Don't worry, there will nary be a photo of a spider anywhere on this post, even though that's what the majority of these words might be about. Instead, here is a photo of a lovely nightcap that happened the other night: white pike whiskey from Brooklyn c/o of Sharon and Paul topped with a most delicious honey lavender syrup c/o Elizabeth.
And now, spiders.
When we first moved into our house we saw spiders everywhere.
"You sure have got a lot of spiders," our exterminator told us, putting into my mind the image of our house coming crashing down upon a field of spiders, a spider village if you will, causing confusion, and even worse, anger that would be unleashed upon the intruders (that being us). During this past year that we have lived here, I have seen too many different variety of spiders, but if it wasn't for the fact that I had a newborn baby that seemed especially susceptible to scary spiders and if I hadn't spotted one that looks alarmingly like the picture of a black widow spider that I googled soon after, I might have a mildly vague interest in this ecosystem that we seem to have disturbed. Instead, I started growing a mounting hatred to the little critters. "Ugh." I would groan every time I saw a web forming on our front porch. "Can't we get an extra dose of extermination around the house?" I would ask Ken, anxiety tinting my voice. And then there was that time I vigorously squished a baby spider to it's death. I was a murderer. It was so tiny!

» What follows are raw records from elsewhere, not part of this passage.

// Copyright 2025 eraflo
//
// Licensed under the Apache License, Version 2.0 (the "License");
// you may not use this file except in compliance with the License.
// You may obtain a copy of the License at
//
//     http://www.apache.org/licenses/LICENSE-2.0
//
// Unless required by applicable law or agreed to in writing, software
// distributed under the License is distributed on an "AS IS" BASIS,
// WITHOUT WARRANTIES OR CONDITIONS OF ANY KIND, either express or implied.
// See the License for the specific language governing permissions and
// limitations under the License.


//! Fan-in concatenation of point sets and unstructured grids.

use std::any::Any;
use tributary_core::{InformationVector, ModifiedTime, TimeStamp};
use tributary_data::{
    DataArray, DataKind, DataObject, DataObjectType, DataTypeConstraint, FieldData,
    UnstructuredGrid,
};
use tributary_pipeline::{
    Algorithm, AlgorithmError, InputPortInfo, OutputPortInfo, PortData, Request,
};

/// Concatenates every dataset connected to its single repeatable input
/// into one unstructured grid.
///
/// Cells of unstructured inputs are kept with their point ids shifted.
/// A point array is kept only when every input carries it with the same
/// component count.
#[derive(Debug, Default)]
pub struct AppendFilter {
    mtime: ModifiedTime,
}

impl AppendFilter {
    /// Creates the filter.
    pub fn new() -> Self {
        Self::default()
    }
}

struct Part<'a> {
    points: &'a DataArray,
    point_data: &'a FieldData,
    grid: Option<&'a UnstructuredGrid>,
}

fn part(object: &DataObject) -> Option<Part<'_>> {
    match object.kind() {
        DataKind::PointSet(set) => Some(Part {
            points: set.points(),
            point_data: set.point_data(),
            grid: None,
        }),
        DataKind::UnstructuredGrid(grid) => Some(Part {
            points: grid.points(),
            point_data: grid.point_data(),
            grid: Some(grid),
        }),
        _ => None,
    }
}

fn shared_arrays(parts: &[Part<'_>]) -> Vec<DataArray> {
    let Some(first) = parts.first() else {
        return Vec::new();
    };
    first
        .point_data
        .iter()
        .filter(|array| {
            parts.iter().all(|p| {
                p.point_data
                    .array(array.name())
                    .is_some_and(|other| other.components() == array.components())
            })
        })
        .map(|array| {
            let values: Vec<f64> = parts
                .iter()
                .filter_map(|p| p.point_data.array(array.name()))
                .flat_map(|a| (0..a.len()).filter_map(|i| a.value(i)))
                .collect();
            DataArray::from_f64(array.name().to_string(), array.components(), values)
        })
        .collect()
}

impl Algorithm for AppendFilter {
    fn name(&self) -> &str {
        "AppendFilter"
    }

    fn fill_input_port_information(&self, _port: usize) -> InputPortInfo {
        InputPortInfo::new(DataTypeConstraint::OneOf(vec![
            DataObjectType::PointSet,
            DataObjectType::UnstructuredGrid,
        ]))
        .repeatable()
    }

    fn fill_output_port_information(&self, _port: usize) -> OutputPortInfo {
        OutputPortInfo::Concrete(DataObjectType::UnstructuredGrid)
    }

    fn modified_time(&self) -> TimeStamp {
        self.mtime.get()
    }

    fn request_data(
        &mut self,
        request: &Request,
        inputs: &[InformationVector],
        outputs: &mut InformationVector,
    ) -> Result<(), AlgorithmError> {
        let vector = inputs
            .first()
            .ok_or_else(|| AlgorithmError::bad_input(0, "no input port"))?;
        let handles: Vec<_> = (0..vector.len()).filter_map(|c| vector.data(c)).collect();
        let parts: Vec<Part<'_>> = handles
            .iter()
            .map(|h| part(h).ok_or_else(|| AlgorithmError::bad_input(0, format!("cannot append a {}", h.data_type()))))
            .collect::<Result<_, _>>()?;

        let points: Vec<[f64; 3]> = parts
            .iter()
            .flat_map(|p| {
                (0..p.points.number_of_tuples()).map(move |t| {
                    [0, 1, 2].map(|c| p.points.component(t, c).unwrap_or(0.0))
                })
            })
            .collect();
        let mut merged = UnstructuredGrid::from_points(points);

        let mut offset = 0;
        for (i, p) in parts.iter().enumerate() {
            request.check_abort()?;
            if let Some(grid) = p.grid {
                for (cell, ids) in grid.cells() {
                    let shifted: Vec<usize> = ids.iter().map(|id| id + offset).collect();
                    merged.insert_next_cell(cell, &shifted)?;
                }
            }
            offset += p.points.number_of_tuples();
            request.set_progress((i + 1) as f64 / parts.len() as f64);
        }
        for array in shared_arrays(&parts) {
            merged.point_data_mut().add_array(array);
        }
        log::trace!(
            "AppendFilter merged {} inputs into {} points",
            parts.len(),
            merged.number_of_points()
        );
        outputs.set_data(0, DataObject::new(DataKind::UnstructuredGrid(merged)));
        Ok(())
    }

    fn as_any(&self) -> &dyn Any {
        self
    }

    fn as_any_mut(&mut self) -> &mut dyn Any {
        self
    }
}
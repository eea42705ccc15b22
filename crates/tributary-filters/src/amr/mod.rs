// Copyright 2025 eraflo
//
// Licensed under the Apache License, Version 2.0 (the "License");
// you may not use this file except in compliance with the License.
// You may obtain a copy of the License at
//
//     http://www.apache.org/licenses/LICENSE-2.0
//
// Unless required by applicable law or agreed to in writing, software
// distributed under the License is distributed on an "AS IS" BASIS,
// WITHOUT WARRANTIES OR CONDITIONS OF ANY KIND, either express or implied.
// See the License for the specific language governing permissions and
// limitations under the License.


//! Filters over AMR hierarchies.

mod block_selector;

pub use self::block_selector::AmrBlockSelector;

One particular time after yelling at the top of my lungs for Ken to please come and deal with a bug that had found its way to our bedroom, I thought briefly back to the days when I would do such things as ushering the bug to a piece of paper in order to release it back into the wild. "Off with it's head!" I now screech, body tingly with phantom crawlers.
The other day while waiting for a stoplight, I spied the biggest spider I ever did see crawling up an invisible string slung across an U-Turn sign. The dusk light gave the fat body of the bug a sephoric glow wand I watched, mesmerized and only vaguely disgusted, as the spider unfurled its legs upward in its climb. It made me think of Charlotte's web, you know the Charlotte, and so it was with great familiarity that I approached t
his letter by E.B. White that he wrote when he was asked to explain why he wrote the book. It's worth a read. But I was especially tickled by the last few sentences of the letter:
I haven't told why I wrote the book, but I haven't told you why I sneeze, either. A book is a sneeze.
A sneeze! I can't wait to sneeze out a book. Reading the letter made me remember how fondly I regarded the book and it also made me remember how thoroughly disturbed I was to learn that the way that baby spiders make their way into the world is by bursting forth from a ball of web by the millions. Be fascinated by everything, is the lesson I'm taking away here.
While looking up more on E.B. White and mentally putting his book of essays on my to-read list, I also came across
this article in the Paris Review. It's an interview with White, which is a great read, but I want to highlight here what the article includes at the beginning - a couple of paragraphs that White's stepson, Roger Angell (also a regular contributor to the New Yorker) wrote about visiting E.B. White's farm with some children who were fans. I'll include a little excerpt of it here, it made me well up:
The boy, though, was quieter, and for a while I thought that our visit was a disappointment to him. Then I stole another look at him, and I understood. I think I understood. He was taking note of the place, almost checking off corners and shadows and smells to himself as we walked about the old farm, but he wasn’t trying to remember them. He looked like someone who had been there before, and indeed he had, for he was a reader. Andy White had given him the place long before he ever set foot on it—not this farm, exactly, but the one in the book, the one now in the boy’s mind. Only true writers—the rare few of them—can do this, but their deed to us is in perpetuity. The boy didn’t get to meet E. B. White that day, but he already had him by heart. He had him for good.